Osteopenia is caused by a lack of the HERC1 protein. Bones are constantly changing to keep them healthy. This process depends on the right balance between the activity of osteoclasts, which reabsorb bone tissue, and osteoblasts, which make bone tissue. An imbalance between these two can cause diseases like osteopenia, which is a loss of bone mass, and disrupt bone homeostasis.
The first evidence of the role of HERC1 protein in bone homeostasis is now provided by a study on model animals that was published in the journal Cell Death & Disease. The Bellvitge Biomedical Research Institute (IDIBELL) and the Cell Signaling and Bone Biology research group at the University of Barcelona carried out the study.

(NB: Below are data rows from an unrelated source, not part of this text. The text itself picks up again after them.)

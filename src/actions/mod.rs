//! User-triggered operations on files, bookmarks and submitted URLs.
//!
//! Every action goes through the [`ApiGateway`], so failures end up as toasts and never as
//! errors. Actions that change the server-side file list request a refetch on the bus once
//! they succeed.

pub mod bookmarks;
pub mod files;
pub mod onlines;
pub mod videos;

use std::sync::Arc;

use tracing::debug;

use crate::api::{ApiGateway, CallOptions};
use crate::bus::{BusEvent, EventBus};
use crate::settings::SettingsStore;
use crate::toast::{OneShotWarning, Toast};
use crate::types::{FileEntry, OnlineEntry};
use crate::view::ViewStore;

/// Move target that puts a file back into the download folder.
pub const VIDEOS_FOLDER: &str = "~videos~";

/// What happens when a confirm dialog is accepted.
#[derive(Debug, Clone, Copy, PartialEq, Eq)]
pub enum ConfirmAction {
    DeleteFile,
    RenameFile,
    MoveFile,
    Cleanup,
    DeleteOnline,
    ServerUpdate,
}

/// Input controls rendered below the dialog message.
#[derive(Debug, Clone, PartialEq, Default)]
pub enum DialogExtras {
    #[default]
    None,
    /// Text field prefilled with the current title.
    RenameInput { current_name: String },
    /// Folder picker; `""` is the library root and [`VIDEOS_FOLDER`] the download folder.
    MoveTarget { folders: Vec<String>, selected: String },
}

/// A confirmation request, published on the bus and answered through [`Actions::confirm`].
#[derive(Debug, Clone, PartialEq)]
pub struct ConfirmDialog {
    pub title: String,
    pub message: String,
    /// The file the action applies to, if any.
    pub file: Option<String>,
    /// Label of the submit button.
    pub submit: String,
    pub action: ConfirmAction,
    pub extras: DialogExtras,
    /// Folder the file currently lives in; move requests to the same folder are refused.
    pub current_folder: Option<String>,
}

impl ConfirmDialog {
    pub fn delete_file(filename: &str) -> Self {
        Self {
            title: "Delete file".into(),
            message: "Are you sure you want to delete the following file?".into(),
            file: Some(filename.to_string()),
            submit: "Delete".into(),
            action: ConfirmAction::DeleteFile,
            extras: DialogExtras::None,
            current_folder: None,
        }
    }

    pub fn rename_file(entry: &FileEntry) -> Self {
        Self {
            title: "Rename file".into(),
            message: "Rename the title for the following file:".into(),
            file: Some(entry.filename.clone()),
            submit: "Rename".into(),
            action: ConfirmAction::RenameFile,
            extras: DialogExtras::RenameInput { current_name: entry.display_title() },
            current_folder: None,
        }
    }

    /// `last_used` preselects the folder picked the last time, if it is still offered.
    pub fn move_file(entry: &FileEntry, folders: Vec<String>, last_used: &str) -> Self {
        let selected = if last_used.is_empty() || last_used == VIDEOS_FOLDER || folders.iter().any(|f| f == last_used) {
            last_used.to_string()
        } else {
            String::new()
        };
        Self {
            title: "Move file".into(),
            message: "Are you sure you want to move the following file inside library?".into(),
            file: Some(entry.filename.clone()),
            submit: "Move".into(),
            action: ConfirmAction::MoveFile,
            extras: DialogExtras::MoveTarget { folders, selected },
            current_folder: Some(entry.folder.clone()),
        }
    }

    pub fn cleanup() -> Self {
        Self {
            title: "Cleanup files".into(),
            message: "This will clean the download tracked files and find orphan thumbnails and delete them, \
                      Are you sure you want to proceed?"
                .into(),
            file: None,
            submit: "Cleanup".into(),
            action: ConfirmAction::Cleanup,
            extras: DialogExtras::None,
            current_folder: None,
        }
    }

    /// The tracked URL travels in `file`; it is the key the server deletes by.
    pub fn delete_online(entry: &OnlineEntry) -> Self {
        Self {
            title: "Delete Online tracked entry".into(),
            message: format!(
                "Are you sure you want to delete the tracked online entry \"{}\" from DB?",
                entry.display_title()
            ),
            file: Some(entry.url.clone()),
            submit: "Delete".into(),
            action: ConfirmAction::DeleteOnline,
            extras: DialogExtras::None,
            current_folder: None,
        }
    }

    pub fn server_update() -> Self {
        Self {
            title: "Server Update".into(),
            message: "This will call a Server Update. The process might be killed and connection can get lost, \
                      Are you sure you want to proceed?"
                .into(),
            file: None,
            submit: "Update".into(),
            action: ConfirmAction::ServerUpdate,
            extras: DialogExtras::None,
            current_folder: None,
        }
    }
}

/// Entry point for all user actions of one context.
#[derive(Clone)]
pub struct Actions {
    api: ApiGateway,
    view: Arc<ViewStore>,
    settings: Arc<SettingsStore>,
    preview_warning: Arc<OneShotWarning>,
}

impl Actions {
    pub fn new(api: ApiGateway, view: Arc<ViewStore>, settings: Arc<SettingsStore>) -> Self {
        Self { api, view, settings, preview_warning: Arc::new(OneShotWarning::new()) }
    }

    fn bus(&self) -> &EventBus {
        self.api.bus()
    }

    fn refetch(&self) {
        self.bus().publish(BusEvent::RefetchFiles);
    }

    fn toast(&self, message: &str) {
        self.api.toast(Toast::new(message));
    }

    /// Publishes the dialog; whoever renders it answers with [`confirm`](Self::confirm).
    pub fn open_dialog(&self, dialog: ConfirmDialog) {
        debug!(action = ?dialog.action, "confirm dialog requested");
        self.bus().publish(BusEvent::ConfirmDialog(dialog));
    }

    /// Runs the dialog's action. `input` is the value of the extra control (new title, move
    /// target); without it the prefilled value is used. Returns whether the action succeeded.
    pub async fn confirm(&self, dialog: &ConfirmDialog, input: Option<&str>) -> bool {
        match dialog.action {
            ConfirmAction::Cleanup => return self.cleanup().await,
            ConfirmAction::ServerUpdate => return self.update_server().await,
            _ => {}
        }
        let Some(file) = dialog.file.as_deref() else {
            self.toast("Wrong number of parameters for this action");
            return false;
        };
        match (dialog.action, &dialog.extras) {
            (ConfirmAction::DeleteFile, _) => self.delete_file(file).await,
            (ConfirmAction::DeleteOnline, _) => self.delete_online(file).await,
            (ConfirmAction::RenameFile, DialogExtras::RenameInput { current_name }) => {
                let new_name = input.unwrap_or(current_name);
                self.rename(file, current_name, new_name).await
            }
            (ConfirmAction::MoveFile, DialogExtras::MoveTarget { selected, .. }) => {
                let target = input.unwrap_or(selected);
                let current = dialog.current_folder.as_deref().unwrap_or_default();
                self.move_to(file, current, target).await
            }
            _ => {
                self.toast("Wrong number of parameters for this action");
                false
            }
        }
    }

    /// Server-side housekeeping: drops stale download records and orphaned thumbnails.
    pub async fn cleanup(&self) -> bool {
        let ok = self.api.call("/cleanup", CallOptions::get("Error occurred during cleanup")).await.is_some();
        if ok {
            self.refetch();
        }
        ok
    }

    pub async fn clear_cache(&self) -> bool {
        let ok = self.api.call("/cache/clear", CallOptions::get("Error clearing cache")).await.is_some();
        if ok {
            self.refetch();
        }
        ok
    }

    /// Asks the server to rescan its video folders. The scan reports through the push
    /// stream, so nothing is refetched here.
    pub async fn scan_videos(&self) -> bool {
        self.api.call("/scan", CallOptions::get("Error scanning files")).await.is_some()
    }

    pub fn confirm_update(&self) {
        self.open_dialog(ConfirmDialog::server_update());
    }

    /// Triggers a server self-update. The server may restart, so a failure here is expected
    /// and gets its own explanation.
    pub async fn update_server(&self) -> bool {
        let opts = CallOptions::get("Server may lost connection after update see Info box or reload page");
        self.api.call("/update", opts).await.is_some()
    }

    /// Called when preview playback is refused by the platform; the hint is shown once.
    pub fn preview_blocked(&self) -> bool {
        if !self.preview_warning.claim() {
            return false;
        }
        self.toast("Please interact with the document (e.g., click or press a key) before video preview playing is allowed.");
        true
    }
}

The study explains how the HERC1 deficiency stimulates both the activity of osteoblasts and osteoclasts, resulting in adult osteopenia and favoring bone reabsorption over bone formation.
According to the study’s findings, female mice with HERC1 deficiency are more likely to develop osteopenia in young mice, which is linked to lower testosterone and dihydrotestosterone levels.
RANKL and OPG proteins, which regulate the opposite of osteoclast differentiation and activation, are also produced by osteoblasts and osteocytes. The ratio of RANKL to OPG and the number of osteoclasts both rise as osteopenia brought on by HERC1 deficiency progresses. Based on these findings, RANKL is identified as a potential therapeutic target for people with bone disorders and HERC1 deficiency.
As per Jose Luis Rosa, teacher at the UB’s Staff of Medication and Wellbeing Sciences, top of the IDIBELL gathering and facilitator of the review, “the early identification of HERC1 variations with loss of capability could recognize people with inclination to create osteopenia and different pathologies connected with bone digestion, which could work on their therapy and clinical advancement.”